One of the ironies of human existence is that those who have the greatest need for love can be the most difficult to keep close.
My former husband died a short while ago, so grandfather, father and son are all on the other side now … whatever being on the other side means. I’ve been thinking about that a lot lately as I’ve waited for news of Connor’s passing. Will grandfather and father be there to greet Connor the way so many near-death experiences report? Will the mind that was so thoroughly destroyed be restored so that he can know them?
Is there anything of who we are that survives the transition? And if it does, does that mean all that made their lives difficult survives with them as well? Or have he and his father emerged to an easier place?
I have no answers, of course. No one does. Not even those who claim they do. Maybe especially not those who claim they do.
Am I grieving? As it was with Peter, the loss has been stretched over such a long time that I can barely feel it any longer.
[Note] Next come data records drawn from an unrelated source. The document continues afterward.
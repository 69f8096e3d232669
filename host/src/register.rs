//! `register` command: one submit of the registration form.

use std::io::Write;

use color_eyre::eyre::Result;
use registration_form::{FormState, RawFormFields, RegistrationSink};

/// Submits `fields` once and renders the outcome to `out`.
///
/// An accepted registration is written as JSON. A rejected one renders one
/// `field: message` line per failing input, in layout order.
///
/// Returns whether the registration was accepted.
///
/// # Errors
///
/// Returns an error when writing to `out` fails.
pub fn run<S: RegistrationSink>(
    form: &mut FormState<S>,
    fields: &RawFormFields,
    out: &mut impl Write,
) -> Result<bool> {
    let submission = form.submit(fields);
    match &submission.record {
        Some(record) => {
            serde_json::to_writer(&mut *out, record)?;
            writeln!(out)?;
        }
        None => {
            for (field, error) in form.errors() {
                writeln!(out, "{field}: {error}")?;
            }
        }
    }
    Ok(submission.is_accepted())
}
//! Registration form validation.
//!
//! This crate validates the raw input of a registration form and derives the
//! per-field error messages a rendering layer shows. It does no rendering and
//! no network submission; accepted registrations are handed to a
//! [`RegistrationSink`].
//!
//! # Overview
//!
//! - [`validate`] runs every field rule, then the password confirmation
//!   rule, and returns either a [`RegistrationRecord`] or [`FieldErrors`]
//! - Phone numbers are canonicalised to carry the `88` country code
//! - [`FormState`] tracks the displayed messages across submits and reports
//!   which inputs changed
//!
//! # Example
//!
//! ```
//! use registration_form::{Field, FormState, RawFormFields};
//!
//! let mut form = FormState::new();
//! let mut input = RawFormFields {
//!     name: "John Doe".to_owned(),
//!     email: "john@example.com".to_owned(),
//!     phone: "1712345678".to_owned(),
//!     gender: "other".to_owned(),
//!     password: "secret1".to_owned(),
//!     confirm: "secret1".to_owned(),
//! };
//!
//! let rejected = form.submit(&input);
//! assert!(!rejected.is_accepted());
//! assert_eq!(
//!     form.message_for(Field::Gender).as_deref(),
//!     Some("You must select either Male or Female!")
//! );
//!
//! input.gender = "female".to_owned();
//! let accepted = form.submit(&input);
//! assert_eq!(
//!     accepted.record.as_ref().map(|record| record.phone()),
//!     Some("+881712345678")
//! );
//! ```

mod error;
mod field;
mod form;
mod record;
mod rules;
mod validate;

pub use error::{FieldError, FieldErrors};
pub use field::Field;
pub use form::{FieldUpdate, FormState, RegistrationSink, Submission, TracingSink};
pub use record::{Gender, GenderOption, RawFormFields, RegistrationRecord};
pub use rules::{
    NAME_MIN, PASSWORD_MIN, PHONE_COUNTRY_CODE, PHONE_MIN, canonical_phone, validate_confirmation,
    validate_email, validate_gender, validate_name, validate_password, validate_phone,
};
pub use validate::validate;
I suspect most of us who loved Connor feel pretty much the same. Except, perhaps, for one, a man who has been a gift in Connor’s life—a gift to the entire family—almost beyond imagining.
Once he was an adult, Connor lived in group homes because his disease was progressing and he needed care and supervision, more than was possible at home. The last group home forced him out by refusing to give him medication to prevent him from spasming, rolling across the floor, out of control, banging into walls. They refused because the medication was known to be addictive. That the patient was terminally ill made no difference.
Mark and Connor
That was when Mark, who had come to be a friend of Connor’s, took him into his home. Took him in and eventually became his constant caretaker. For more years than I can count, Mark has kept Connor clean and groomed and nurtured and safe. He hasn’t just cared for but has loved this loving, this difficult, this profoundly ill man. And there is no gratitude the family can offer large enough to fill the hole that Connor’s death inevitably leaves in Mark’s heart.
How will we remember Connor, all of us whose lives were touched by his? With love, of course. And also with pain. Relieved that the long struggle is over. Ready to move on. Which we will do carrying Connor with us because he is now part of who we are.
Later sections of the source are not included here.